Avant de clore la discussion du budget, la chambre a décidé, par un amendement, que toutes les nominations faites dans la Légion-d’Honneur seraient insérées au Moniteur. Cette mesure est bonne en elle-même. Fallait-il l’introduire dans le budget ? C’est autre chose. À notre avis, la loi du budget ne doit contenir que les dispositions qui s’y rattachent réellement. Y joindre des dispositions étrangères, qui n’ont aucun rapport direct avec les dépenses de l’état, c’est sortir de la limite tracée par la constitution, et entraver la liberté de la chambre des pairs, qu’on peut mettre ainsi dans l’alternative ou d’adopter une mesure que sa conscience repousserait, ou d’amender le budget, ce qui, vu l’époque de la session et le départ précipité de la chambre élective, deviendrait un grave embarras pour le gouvernement.
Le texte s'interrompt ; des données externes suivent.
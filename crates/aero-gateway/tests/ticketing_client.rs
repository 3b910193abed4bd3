use aero_core::memory::sample_flight;
use aero_core::{BookingError, PassengerCounts, SearchCriteria, SearchResults, TicketingGateway};
use aero_gateway::{HttpTicketingGateway, RetryPolicy, TicketingConfig};
use chrono::NaiveDate;
use serde_json::json;
use std::time::Duration;
use wiremock::matchers::{body_json, header, method, path};
use wiremock::{Mock, MockServer, ResponseTemplate};

fn gateway(server: &MockServer) -> HttpTicketingGateway {
    let config = TicketingConfig::new(server.uri(), "tk_test")
        .with_retry(RetryPolicy::default().with_initial_backoff(Duration::from_millis(1)));
    HttpTicketingGateway::new(config)
}

fn criteria() -> SearchCriteria {
    SearchCriteria::one_way(
        "DIL",
        "SIN",
        NaiveDate::from_ymd_opt(2030, 3, 1).unwrap(),
        PassengerCounts::default(),
    )
}

fn results() -> SearchResults {
    SearchResults {
        outbound_flights: vec![sample_flight(
            "a1",
            "DIL",
            "SIN",
            NaiveDate::from_ymd_opt(2030, 3, 1).unwrap(),
            320.0,
        )],
        ..Default::default()
    }
}

#[tokio::test]
async fn test_search_sends_bearer_key_and_parses_results() {
    let server = MockServer::start().await;
    Mock::given(method("POST"))
        .and(path("/search"))
        .and(header("Authorization", "Bearer tk_test"))
        .respond_with(ResponseTemplate::new(200).set_body_json(results()))
        .expect(1)
        .mount(&server)
        .await;

    let found = gateway(&server).search(&criteria()).await.unwrap();

    assert_eq!(found.outbound_flights.len(), 1);
    assert_eq!(found.outbound_flights[0].economy.price, 320.0);
    assert!(!found.is_degraded());
}

#[tokio::test]
async fn test_transient_failures_are_retried() {
    let server = MockServer::start().await;
    Mock::given(method("POST"))
        .and(path("/search"))
        .respond_with(ResponseTemplate::new(503))
        .up_to_n_times(2)
        .expect(2)
        .mount(&server)
        .await;
    Mock::given(method("POST"))
        .and(path("/search"))
        .respond_with(ResponseTemplate::new(200).set_body_json(results()))
        .expect(1)
        .mount(&server)
        .await;

    let found = gateway(&server).search(&criteria()).await.unwrap();
    assert_eq!(found.outbound_flights[0].id, "a1");
}

#[tokio::test]
async fn test_client_errors_are_not_retried() {
    let server = MockServer::start().await;
    Mock::given(method("POST"))
        .and(path("/search"))
        .respond_with(ResponseTemplate::new(400).set_body_json(json!({"message": "Unknown airport"})))
        .expect(1)
        .mount(&server)
        .await;

    let err = gateway(&server).search(&criteria()).await.unwrap_err();

    match err {
        BookingError::Gateway { status, message, .. } => {
            assert_eq!(status, Some(400));
            assert_eq!(message, "Unknown airport");
        }
        other => panic!("unexpected error: {other:?}"),
    }
}

#[tokio::test]
async fn test_retry_budget_is_bounded() {
    let server = MockServer::start().await;
    Mock::given(method("POST"))
        .and(path("/search"))
        .respond_with(ResponseTemplate::new(503))
        .expect(3)
        .mount(&server)
        .await;

    let err = gateway(&server).search(&criteria()).await.unwrap_err();
    assert!(err.is_retryable());
}

#[tokio::test]
async fn test_malformed_body_is_a_serialization_error() {
    let server = MockServer::start().await;
    Mock::given(method("POST"))
        .and(path("/pnr"))
        .respond_with(ResponseTemplate::new(200).set_body_string("<html>"))
        .mount(&server)
        .await;

    let request = aero_core::PnrRequest::new(
        &[],
        &aero_core::ContactRecord::new("Ana", "+6701234", "ana@aero.tl"),
        &results().outbound_flights[0],
        None,
    );
    let err = gateway(&server).generate_pnr(&request).await.unwrap_err();
    assert!(matches!(err, BookingError::Serialization(_)));
}

#[tokio::test]
async fn test_ticket_issuance_posts_booking_code() {
    let server = MockServer::start().await;
    Mock::given(method("POST"))
        .and(path("/tickets"))
        .and(body_json(json!({"bookingCode": "PNR001"})))
        .respond_with(ResponseTemplate::new(200).set_body_json(json!({
            "success": true,
            "passengers": [{"name": "Ana Soares", "ticketNumber": "PNR001-01"}]
        })))
        .expect(1)
        .mount(&server)
        .await;

    let issuance = gateway(&server).issue_ticket("PNR001").await.unwrap();

    assert!(issuance.success);
    assert_eq!(issuance.passengers[0].ticket_number, "PNR001-01");
}
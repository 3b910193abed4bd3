//! # Ticketing Provider Client
//!
//! Flight search, PNR generation and ticket issuance over the provider's
//! JSON API. Each call is retried on transient faults per the configured
//! `RetryPolicy`.

use crate::client::{build_client, read_json, transport_error};
use crate::config::TicketingConfig;
use aero_core::{
    BookingError, BookingResult, PnrRequest, PnrResponse, SearchCriteria, SearchResults,
    TicketIssuance, TicketingGateway,
};
use async_trait::async_trait;
use reqwest::Client;
use serde::de::DeserializeOwned;
use serde::Serialize;
use tracing::{debug, info, instrument};

const PROVIDER: &str = "ticketing";

/// Ticketing provider over HTTP
pub struct HttpTicketingGateway {
    config: TicketingConfig,
    client: Client,
}

impl HttpTicketingGateway {
    pub fn new(config: TicketingConfig) -> Self {
        let client = build_client(config.timeout);
        Self { config, client }
    }

    /// Create from environment variables
    pub fn from_env() -> BookingResult<Self> {
        let config = TicketingConfig::from_env()?;
        Ok(Self::new(config))
    }

    async fn post<B, T>(&self, path: &str, body: &B) -> BookingResult<T>
    where
        B: Serialize + Sync,
        T: DeserializeOwned,
    {
        let url = self.config.endpoint(path);
        self.config
            .retry
            .retry(path, || async {
                debug!(%url, "Calling ticketing provider");
                let response = self
                    .client
                    .post(&url)
                    .header("Authorization", self.config.auth_header())
                    .json(body)
                    .send()
                    .await
                    .map_err(|e| transport_error(PROVIDER, e))?;
                read_json(PROVIDER, response).await
            })
            .await
    }
}

#[derive(Serialize)]
#[serde(rename_all = "camelCase")]
struct TicketRequest<'a> {
    booking_code: &'a str,
}

#[async_trait]
impl TicketingGateway for HttpTicketingGateway {
    #[instrument(skip(self, criteria), fields(origin = %criteria.origin, destination = %criteria.destination))]
    async fn search(&self, criteria: &SearchCriteria) -> BookingResult<SearchResults> {
        let results: SearchResults = self.post("search", criteria).await?;
        info!(
            outbound = results.outbound_flights.len(),
            inbound = results.return_flights.len(),
            "Flight search answered"
        );
        Ok(results)
    }

    #[instrument(skip(self, request), fields(flights = request.flights.len()))]
    async fn generate_pnr(&self, request: &PnrRequest) -> BookingResult<PnrResponse> {
        let response: PnrResponse = self.post("pnr", request).await?;
        info!(booking_code = %response.booking_code, status = %response.status, "PNR created");
        Ok(response)
    }

    #[instrument(skip(self))]
    async fn issue_ticket(&self, booking_code: &str) -> BookingResult<TicketIssuance> {
        if booking_code.trim().is_empty() {
            return Err(BookingError::Validation("Booking code is required".to_string()));
        }
        let issuance: TicketIssuance = self.post("tickets", &TicketRequest { booking_code }).await?;
        info!(success = issuance.success, tickets = issuance.passengers.len(), "Ticket issuance answered");
        Ok(issuance)
    }

    fn provider_name(&self) -> &'static str {
        PROVIDER
    }
}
M. le ministre des finances et M. le garde-des-sceaux ont soutenu ces principes ; nous les approuvons. Le penchant de la chambre à insérer dans le budget des articles additionnels qui n’ont rien de commun avec la loi de finances nous semble un danger grave. On ne sait guère jusqu’où pourrait mener une pareille voie. Néanmoins la chambre, en cela, n’est peut-être point la plus coupable. D’où sont venues, cette année, les plus fortes atteintes qu’ait reçues la dignité de la pairie ? Qui a le moins ménagé ses susceptibilités ? N’est-ce point le ministère ? On doit le reconnaître, il a commencé par donner l’exemple, et la chambre l’a suivi.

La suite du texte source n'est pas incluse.